Records from a data source:
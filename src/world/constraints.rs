//! Composition rules: which options may configure which products, and which
//! options are mutually exclusive on the same parent.
//!
//! Rules are keyed by matcher expressions:
//!
//! ```text
//! "*"          any parent
//! "9000"       every SKU of generic 9000
//! "9000:4"     exactly SKU 9000:4
//! ```

use super::attributes::Key;
use crate::{DataError, Pid};
use std::collections::HashSet;
use std::str::FromStr;

#[derive(Debug, Clone, PartialEq, Eq)]
pub enum KeyMatcher {
    Any,
    Generic(Pid),
    Exact(Key),
}

impl KeyMatcher {
    pub fn parse(expression: &str) -> Result<Self, DataError> {
        let unknown = || DataError::UnknownMatcher(expression.to_string());
        let expression = expression.trim();
        if expression == "*" {
            return Ok(KeyMatcher::Any);
        }
        match expression.split_once(':') {
            None => expression.parse().map(KeyMatcher::Generic).map_err(|_| unknown()),
            Some((pid, index)) => {
                let pid = pid.parse().map_err(|_| unknown())?;
                let index = index.parse().map_err(|_| unknown())?;
                Ok(KeyMatcher::Exact(Key::new(pid, index)))
            }
        }
    }

    pub fn matches(&self, key: &Key) -> bool {
        match self {
            KeyMatcher::Any => true,
            KeyMatcher::Generic(pid) => key.pid == *pid,
            KeyMatcher::Exact(exact) => exact == key,
        }
    }
}

impl FromStr for KeyMatcher {
    type Err = DataError;

    fn from_str(s: &str) -> Result<Self, Self::Err> {
        KeyMatcher::parse(s)
    }
}

#[derive(Debug, Clone, Default)]
pub struct RuleChecker {
    children: Vec<(KeyMatcher, HashSet<Pid>)>,
    exclusions: Vec<(KeyMatcher, HashSet<Pid>)>,
}

impl RuleChecker {
    pub fn new() -> Self {
        Self::default()
    }

    pub fn allow_children(&mut self, parent: &str, children: &[Pid]) -> Result<(), DataError> {
        let matcher = KeyMatcher::parse(parent)?;
        self.children.push((matcher, children.iter().copied().collect()));
        Ok(())
    }

    pub fn add_exclusion_set(&mut self, parent: &str, members: &[Pid]) -> Result<(), DataError> {
        let matcher = KeyMatcher::parse(parent)?;
        self.exclusions.push((matcher, members.iter().copied().collect()));
        Ok(())
    }

    pub fn is_valid_child(&self, parent: &Key, child: &Key) -> bool {
        self.children.iter().any(|(matcher, allowed)| matcher.matches(parent) && allowed.contains(&child.pid))
    }

    fn exclusion_sets<'s>(&'s self, parent: &Key) -> Vec<&'s HashSet<Pid>> {
        self.exclusions.iter().filter(|(matcher, _)| matcher.matches(parent)).map(|(_, set)| set).collect()
    }

    /// Stateful predicate over the options offered to one parent, in order.
    /// Returns false for an option whose exclusion set already has a member.
    pub fn mutual_exclusion_predicate(&self, parent: &Key) -> impl FnMut(&Key) -> bool + '_ {
        let sets = self.exclusion_sets(parent);
        let mut used = vec![false; sets.len()];
        move |child: &Key| {
            let Some(set) = sets.iter().position(|s| s.contains(&child.pid)) else {
                return true;
            };
            if used[set] {
                return false;
            }
            used[set] = true;
            true
        }
    }

    /// True when `a` and `b` cannot both configure `parent`: same generic, or
    /// members of one exclusion set.
    pub fn conflicts(&self, parent: &Key, a: &Key, b: &Key) -> bool {
        a.pid == b.pid || self.exclusion_sets(parent).iter().any(|s| s.contains(&a.pid) && s.contains(&b.pid))
    }
}

#[cfg(test)]
mod tests {
    use super::*;

    #[test]
    fn parses_matcher_expressions() {
        assert_eq!(KeyMatcher::parse("*"), Ok(KeyMatcher::Any));
        assert_eq!(KeyMatcher::parse("9000"), Ok(KeyMatcher::Generic(9000)));
        assert_eq!(KeyMatcher::parse("9000:4"), Ok(KeyMatcher::Exact(Key::new(9000, 4))));
        assert_eq!(KeyMatcher::parse("latte"), Err(DataError::UnknownMatcher("latte".to_string())));
        assert!("9000:x".parse::<KeyMatcher>().is_err());
    }

    #[test]
    fn exclusion_predicate_admits_one_member_per_set() {
        let mut rules = RuleChecker::new();
        rules.add_exclusion_set("9100", &[5000, 5010]).unwrap();
        let parent = Key::new(9100, 0);
        let mut admit = rules.mutual_exclusion_predicate(&parent);
        assert!(admit(&Key::new(5000, 0)));
        assert!(!admit(&Key::new(5010, 0)));
        assert!(admit(&Key::new(5300, 0)));
        assert!(rules.conflicts(&parent, &Key::new(5000, 1), &Key::new(5010, 0)));
        assert!(!rules.conflicts(&Key::new(9000, 0), &Key::new(5000, 1), &Key::new(5010, 0)));
    }
}
use super::{OptionPart, Part, PartsContext};
use crate::{Aid, Captures, Pid, Rule, Spanned, Token};

type Ctx<'a> = PartsContext<'a>;

pub(super) fn rules<'a>() -> Vec<Rule<Ctx<'a>>> {
    vec![rule_conjunction(), rule_option_recipe(), rule_attribute_option(), rule_option(), rule_attribute()]
}

fn rule_conjunction<'a>() -> Rule<Ctx<'a>> {
    rule! {
        name: "conjunction",
        pattern: [tok!(Conjunction)],
        prod: skip,
    }
}

fn rule_option_recipe<'a>() -> Rule<Ctx<'a>> {
    rule! {
        name: "option recipe",
        pattern: [tok!(OptionRecipe)],
        prod: option_recipe,
    }
}

fn rule_attribute_option<'a>() -> Rule<Ctx<'a>> {
    rule! {
        name: "attribute option",
        pattern: [optional!(tok!(Number)), optional!(tok!(Unit)), tok!(Attribute), tok!(Option)],
        when: attribute_configures_option,
        prod: attribute_option,
    }
}

fn rule_option<'a>() -> Rule<Ctx<'a>> {
    rule! {
        name: "option",
        pattern: [optional!(tok!(Number)), optional!(tok!(Unit)), tok!(Option)],
        prod: option,
    }
}

fn rule_attribute<'a>() -> Rule<Ctx<'a>> {
    rule! {
        name: "attribute",
        pattern: [tok!(Attribute)],
        prod: attribute,
    }
}

fn skip<'a>(ctx: &Ctx<'a>, _: &Captures<'_>, used: usize) -> Option<Ctx<'a>> {
    let mut next = ctx.clone();
    next.used += used;
    Some(next)
}

fn option_recipe<'a>(ctx: &Ctx<'a>, captures: &Captures<'_>, used: usize) -> Option<Ctx<'a>> {
    let Token::OptionRecipe { rid, .. } = captures.first().copied().flatten()?.token else {
        return None;
    };
    let mut next = ctx.clone();
    next.parts.push(Part::Recipe { rid, tokens: used });
    next.used += used;
    Some(next)
}

fn number(capture: Option<&Spanned>) -> Option<u32> {
    match capture?.token {
        Token::Number { value } => Some(value),
        _ => None,
    }
}

fn attribute_id(capture: Option<&Spanned>) -> Option<Aid> {
    match capture?.token {
        Token::Attribute { id, .. } => Some(id),
        _ => None,
    }
}

fn option_id(capture: Option<&Spanned>) -> Option<Pid> {
    match capture?.token {
        Token::Option { id, .. } => Some(id),
        _ => None,
    }
}

/// The attribute's dimension is one of the option's dimensions.
fn attribute_configures_option(ctx: &Ctx<'_>, captures: &Captures<'_>) -> bool {
    let (Some(aid), Some(pid)) = (attribute_id(captures[2]), option_id(captures[3])) else {
        return false;
    };
    ctx.world.matrix_for(pid).is_some_and(|m| m.configures(aid))
}

fn attribute_option<'a>(ctx: &Ctx<'a>, captures: &Captures<'_>, used: usize) -> Option<Ctx<'a>> {
    let aid = attribute_id(captures[2])?;
    let pid = option_id(captures[3])?;
    Some(with_option(ctx, pid, vec![aid], number(captures[0]), used))
}

fn option<'a>(ctx: &Ctx<'a>, captures: &Captures<'_>, used: usize) -> Option<Ctx<'a>> {
    let pid = option_id(captures[2])?;
    Some(with_option(ctx, pid, Vec::new(), number(captures[0]), used))
}

fn with_option<'a>(ctx: &Ctx<'a>, pid: Pid, attributes: Vec<Aid>, quantity: Option<u32>, used: usize) -> Ctx<'a> {
    let mut next = ctx.clone();
    next.parts.push(Part::Option(OptionPart { pid, attributes, quantity: quantity.unwrap_or(1), tokens: used }));
    next.used += used;
    next
}

/// Accept an attribute for the anchor, at most one per dimension. Anything
/// else is consumed and dropped.
fn attribute<'a>(ctx: &Ctx<'a>, captures: &Captures<'_>, used: usize) -> Option<Ctx<'a>> {
    let aid = attribute_id(captures[0])?;
    let matrix = ctx.matrix?;
    if !matrix.configures(aid) {
        return None;
    }
    let did = ctx.world.attributes.dimension_of(aid)?;
    if ctx.dimensions.contains(&did) {
        return None;
    }
    let mut next = ctx.clone();
    next.attributes.push(aid);
    next.dimensions.push(did);
    next.used += used;
    Some(next)
}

- [Work to be completed]: The answer consists only of the lines from the one containing "quantity.unwrap_or(1), tokens: used" to the end of the records, each written out exactly.

- [Exercise response]:
    next.parts.push(Part::Option(OptionPart { pid, attributes, quantity: quantity.unwrap_or(1), tokens: used }));
    next.used += used;
    next
}

/// Accept an attribute for the anchor, at most one per dimension. Anything
/// else is consumed and dropped.
fn attribute<'a>(ctx: &Ctx<'a>, captures: &Captures<'_>, used: usize) -> Option<Ctx<'a>> {
    let aid = attribute_id(captures[0])?;
    let matrix = ctx.matrix?;
    if !matrix.configures(aid) {
        return None;
    }
    let did = ctx.world.attributes.dimension_of(aid)?;
    if ctx.dimensions.contains(&did) {
        return None;
    }
    let mut next = ctx.clone();
    next.attributes.push(aid);
    next.dimensions.push(did);
    next.used += used;
    Some(next)
}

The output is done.